▶ What needs to be done: Filter the data below for the string "only" and copy each matching line.

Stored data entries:
• • • • • • •

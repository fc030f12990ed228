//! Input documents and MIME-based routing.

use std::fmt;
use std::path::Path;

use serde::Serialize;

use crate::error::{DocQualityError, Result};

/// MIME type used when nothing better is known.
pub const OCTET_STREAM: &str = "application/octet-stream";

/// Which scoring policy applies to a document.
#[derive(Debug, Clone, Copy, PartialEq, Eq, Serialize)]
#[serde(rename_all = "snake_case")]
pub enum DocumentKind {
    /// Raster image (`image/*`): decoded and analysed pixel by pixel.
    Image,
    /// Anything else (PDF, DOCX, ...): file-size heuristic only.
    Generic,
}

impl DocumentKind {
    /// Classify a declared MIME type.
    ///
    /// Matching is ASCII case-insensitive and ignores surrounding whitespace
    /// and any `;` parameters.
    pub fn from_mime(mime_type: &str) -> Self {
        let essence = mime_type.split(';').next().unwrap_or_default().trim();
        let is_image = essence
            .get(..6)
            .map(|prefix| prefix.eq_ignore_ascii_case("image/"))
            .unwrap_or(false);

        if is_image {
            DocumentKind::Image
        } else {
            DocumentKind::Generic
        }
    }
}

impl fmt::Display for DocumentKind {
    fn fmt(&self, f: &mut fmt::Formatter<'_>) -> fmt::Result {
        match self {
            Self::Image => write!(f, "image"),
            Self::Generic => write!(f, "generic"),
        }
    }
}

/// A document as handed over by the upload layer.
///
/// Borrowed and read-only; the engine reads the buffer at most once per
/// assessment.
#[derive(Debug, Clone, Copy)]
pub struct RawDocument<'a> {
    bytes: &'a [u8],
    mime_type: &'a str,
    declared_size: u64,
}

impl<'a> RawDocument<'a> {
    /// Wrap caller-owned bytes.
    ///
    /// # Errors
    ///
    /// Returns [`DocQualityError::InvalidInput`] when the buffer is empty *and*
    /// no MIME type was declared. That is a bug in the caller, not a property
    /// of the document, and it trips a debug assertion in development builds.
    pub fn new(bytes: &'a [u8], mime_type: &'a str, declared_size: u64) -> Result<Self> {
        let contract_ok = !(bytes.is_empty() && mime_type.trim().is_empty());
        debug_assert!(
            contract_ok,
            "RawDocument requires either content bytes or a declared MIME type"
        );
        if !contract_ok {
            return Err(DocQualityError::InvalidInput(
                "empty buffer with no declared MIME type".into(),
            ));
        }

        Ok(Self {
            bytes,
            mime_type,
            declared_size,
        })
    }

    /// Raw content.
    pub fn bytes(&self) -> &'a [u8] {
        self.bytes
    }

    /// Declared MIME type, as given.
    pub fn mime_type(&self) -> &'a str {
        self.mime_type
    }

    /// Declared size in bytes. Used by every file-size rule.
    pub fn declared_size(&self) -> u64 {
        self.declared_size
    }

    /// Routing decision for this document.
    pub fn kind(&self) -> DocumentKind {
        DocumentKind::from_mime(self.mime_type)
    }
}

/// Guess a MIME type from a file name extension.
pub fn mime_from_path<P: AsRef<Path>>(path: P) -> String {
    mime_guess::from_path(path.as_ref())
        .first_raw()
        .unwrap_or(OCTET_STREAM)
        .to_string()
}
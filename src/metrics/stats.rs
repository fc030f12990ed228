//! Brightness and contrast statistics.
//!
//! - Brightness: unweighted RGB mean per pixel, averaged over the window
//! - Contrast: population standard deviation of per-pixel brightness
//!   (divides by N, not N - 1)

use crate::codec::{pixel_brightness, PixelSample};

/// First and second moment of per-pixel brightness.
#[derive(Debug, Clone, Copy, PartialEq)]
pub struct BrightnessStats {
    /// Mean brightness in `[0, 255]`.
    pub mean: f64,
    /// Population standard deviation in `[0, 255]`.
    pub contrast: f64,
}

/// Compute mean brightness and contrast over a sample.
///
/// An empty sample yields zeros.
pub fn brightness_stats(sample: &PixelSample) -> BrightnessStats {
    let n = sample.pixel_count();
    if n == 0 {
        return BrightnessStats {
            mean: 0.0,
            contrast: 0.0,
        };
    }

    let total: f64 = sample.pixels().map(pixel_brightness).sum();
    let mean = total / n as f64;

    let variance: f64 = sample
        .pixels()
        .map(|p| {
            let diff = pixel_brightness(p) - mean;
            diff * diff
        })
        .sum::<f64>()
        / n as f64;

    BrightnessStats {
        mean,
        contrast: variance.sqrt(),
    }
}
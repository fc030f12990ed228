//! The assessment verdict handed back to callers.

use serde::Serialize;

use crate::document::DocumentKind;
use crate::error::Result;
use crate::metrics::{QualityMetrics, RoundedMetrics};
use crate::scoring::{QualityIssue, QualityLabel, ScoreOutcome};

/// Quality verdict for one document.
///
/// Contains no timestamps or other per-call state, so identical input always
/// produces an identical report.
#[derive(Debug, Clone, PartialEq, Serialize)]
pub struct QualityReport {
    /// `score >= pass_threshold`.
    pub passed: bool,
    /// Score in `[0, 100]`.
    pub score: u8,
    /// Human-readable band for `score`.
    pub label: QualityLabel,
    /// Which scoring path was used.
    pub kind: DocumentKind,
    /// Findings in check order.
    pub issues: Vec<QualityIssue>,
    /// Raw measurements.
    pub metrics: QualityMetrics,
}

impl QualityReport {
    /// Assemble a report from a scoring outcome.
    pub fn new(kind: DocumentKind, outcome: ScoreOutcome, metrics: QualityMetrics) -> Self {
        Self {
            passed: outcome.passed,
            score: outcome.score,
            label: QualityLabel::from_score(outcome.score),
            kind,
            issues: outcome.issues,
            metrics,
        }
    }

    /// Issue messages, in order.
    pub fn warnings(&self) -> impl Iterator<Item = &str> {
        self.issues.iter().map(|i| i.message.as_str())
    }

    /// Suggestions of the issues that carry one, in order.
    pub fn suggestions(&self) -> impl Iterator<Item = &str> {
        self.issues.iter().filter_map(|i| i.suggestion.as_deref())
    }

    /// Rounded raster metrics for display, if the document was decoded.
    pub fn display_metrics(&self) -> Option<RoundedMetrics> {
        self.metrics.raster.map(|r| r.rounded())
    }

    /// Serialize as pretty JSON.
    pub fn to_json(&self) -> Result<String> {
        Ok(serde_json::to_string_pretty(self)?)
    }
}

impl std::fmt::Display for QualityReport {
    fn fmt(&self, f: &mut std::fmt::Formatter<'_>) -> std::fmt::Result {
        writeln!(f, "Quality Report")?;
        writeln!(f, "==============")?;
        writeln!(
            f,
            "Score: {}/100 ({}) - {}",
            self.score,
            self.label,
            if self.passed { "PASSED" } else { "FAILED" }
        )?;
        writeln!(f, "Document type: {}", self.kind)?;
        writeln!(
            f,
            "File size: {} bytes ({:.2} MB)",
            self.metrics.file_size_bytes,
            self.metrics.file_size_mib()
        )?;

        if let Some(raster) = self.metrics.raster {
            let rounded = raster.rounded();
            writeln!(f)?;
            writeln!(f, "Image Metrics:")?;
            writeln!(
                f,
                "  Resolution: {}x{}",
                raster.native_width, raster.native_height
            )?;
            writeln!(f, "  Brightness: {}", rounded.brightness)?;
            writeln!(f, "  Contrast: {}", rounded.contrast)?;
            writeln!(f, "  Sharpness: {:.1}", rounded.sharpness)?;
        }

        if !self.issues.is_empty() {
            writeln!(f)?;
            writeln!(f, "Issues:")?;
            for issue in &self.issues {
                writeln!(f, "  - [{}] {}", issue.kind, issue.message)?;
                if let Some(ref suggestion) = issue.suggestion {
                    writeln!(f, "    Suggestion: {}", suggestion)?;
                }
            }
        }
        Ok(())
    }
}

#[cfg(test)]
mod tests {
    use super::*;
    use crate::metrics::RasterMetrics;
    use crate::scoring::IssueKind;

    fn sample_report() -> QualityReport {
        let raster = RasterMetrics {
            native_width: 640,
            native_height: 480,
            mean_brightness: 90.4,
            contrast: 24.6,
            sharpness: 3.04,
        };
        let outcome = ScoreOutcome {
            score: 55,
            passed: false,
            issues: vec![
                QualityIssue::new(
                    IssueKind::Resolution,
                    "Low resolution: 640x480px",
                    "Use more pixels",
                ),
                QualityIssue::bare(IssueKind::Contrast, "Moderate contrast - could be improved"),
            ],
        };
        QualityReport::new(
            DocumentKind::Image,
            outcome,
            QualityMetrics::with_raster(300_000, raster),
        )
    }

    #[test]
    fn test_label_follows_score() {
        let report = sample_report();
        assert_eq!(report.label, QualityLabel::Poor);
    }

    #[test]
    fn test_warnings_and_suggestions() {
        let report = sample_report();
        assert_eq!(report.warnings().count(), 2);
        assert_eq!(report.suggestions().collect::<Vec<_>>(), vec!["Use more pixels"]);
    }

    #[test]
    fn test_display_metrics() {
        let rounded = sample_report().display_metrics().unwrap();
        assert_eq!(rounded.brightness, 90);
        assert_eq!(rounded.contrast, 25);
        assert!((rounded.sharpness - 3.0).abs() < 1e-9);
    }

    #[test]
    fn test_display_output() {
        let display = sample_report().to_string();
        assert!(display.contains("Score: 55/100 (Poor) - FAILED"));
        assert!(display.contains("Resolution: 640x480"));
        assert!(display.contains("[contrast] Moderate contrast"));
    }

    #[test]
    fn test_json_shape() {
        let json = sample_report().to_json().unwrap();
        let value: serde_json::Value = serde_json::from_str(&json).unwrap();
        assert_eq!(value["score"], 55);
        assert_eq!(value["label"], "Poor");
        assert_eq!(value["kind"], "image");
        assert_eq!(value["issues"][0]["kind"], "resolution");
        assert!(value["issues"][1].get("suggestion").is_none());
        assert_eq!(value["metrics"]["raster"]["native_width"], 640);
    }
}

• • • • • • •

▶ Answer to this exercise:
    /// Anything else (PDF, DOCX, ...): file-size heuristic only.
/// Borrowed and read-only; the engine reads the buffer at most once per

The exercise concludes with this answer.